There is nothing that makes SSDs with power loss protection inherently expensive. As always, it's just market segmentation...
A large supercap in the 100-200mF range for an SSD is around $1 or $2. In fact you can implement power loss protection with less capacitance with regular tantalum caps like the Intel 320 did (http://www.storagereview.com/intel_ssd_320_review_300gb). But drive manufacturers see the consumer market doesn't care about power loss protection, so they decide to scrap the feature, which saves a buck or two, and saves some PCB space.
That's true until your battery ages a bit and now the on-board battery monitoring is inaccurate because it thinks there's 5% or so left in power when there is none. I have more than one laptop that will just let the battery run out because the on-board diagnostics think there's juice left when there isn't any.
I think if you're selling laptops, then you should worry about these types of cases. Not to mention cases like having Windows Updates run on battery which means the laptop can't hibernate when after its started these installs at shutdown.

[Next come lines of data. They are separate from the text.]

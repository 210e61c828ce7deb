/// Events emitted during a simulation step.
/// The shell consumes these for sound and for ending the process;
/// the simulation itself never performs a side effect directly.

#[derive(Clone, Debug, PartialEq, Eq)]
pub enum GameEvent {
    TreasureFound { item: String },
    DoorOpened,
    /// A faced door refused to open for lack of its key.
    DoorLocked,
    Dialogue,
    HeroDied,
    /// The hero warped onto another map; the shell switches music.
    MapEntered { map: usize },
    GameWon,
    /// The post-win countdown expired; the shell exits its loop.
    Quit,
}
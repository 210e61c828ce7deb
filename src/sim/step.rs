/// The step function: advances the game by one tick.
///
/// Processing order:
///   1. Win countdown (runs even under a message window)
///   2. Message window (modal: the action press pages/dismisses it,
///      everything else freezes)
///   3. Hero move intent + transit
///   4. Arrival resolution (hazard first, then warp)
///   5. NPC wander (fixed roster order)
///   6. Action-button protocol
///
/// Occupancy is checked once, at move initiation. A character that has
/// committed to a move finishes the transit unconditionally; positions
/// commit only on arrival, so later movers in the same tick see earlier
/// movers' pre-commit tiles.

use rand::Rng;

use crate::domain::entity::{Behavior, Direction, FrameInput, MoveState};
use crate::domain::event::{MapEvent, GENERIC_KEY, LEGENDARY_KEY};
use crate::domain::grid::TileGrid;
use super::event::GameEvent;
use super::world::{GameState, Phase};

/// Map and tile of the realm's queen; talking to her while holding the
/// legendary key ends the game.
const QUEEN_MAP: usize = 3;
const QUEEN_TILE: (i32, i32) = (12, 10);

/// Ticks between the win dialogue and process exit (2 s at 20 ms/tick).
const WIN_DELAY_TICKS: u32 = 100;

/// Widest ring probed when a warp destination is blocked.
const SAFE_SPOT_MAX_RADIUS: i32 = 5;
/// Tile types and their properties.
/// Properties are queried via methods, not stored as flags,
/// so tile semantics are centralized here.

#[derive(Clone, Copy, PartialEq, Eq, Debug)]
pub enum Tile {
    Floor,
    Wall,
    Hazard, // deadly: the hero dies on arrival here
}

impl Tile {
    /// Does this tile block movement?
    pub fn is_solid(self) -> bool {
        matches!(self, Tile::Wall)
    }

    /// Does arriving on this tile kill the hero?
    pub fn is_deadly(self) -> bool {
        matches!(self, Tile::Hazard)
    }

    /// Can a character occupy this cell?
    pub fn is_passable(self) -> bool {
        !self.is_solid()
    }
}

impl Default for Tile {
    fn default() -> Self {
        Tile::Floor
    }
}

Standby/hibernate is still far from perfect. A fifty cent capacitor shouldn't be a dealbreaker for ssd manufacturers.
People who sell laptops want you to go and buy new laptops not just replace the battery. Why design around failed components? The answer you want is to replace the battery not fork out for an expensive ssd option that's unnecessary for 100% of the design life of the product.
A large supercap in the 100-200mF range for an SSD is around $1 or $2. In fact you can implement power loss protection with less capacitance with regular tantalum caps like the Intel 320 did (http://www.storagereview.com/intel_ssd_320_review_300gb). But drive manufacturers see the consumer market doesn't care about power loss protection, so they decide to scrap the feature, which saves a buck or two, and saves some PCB space.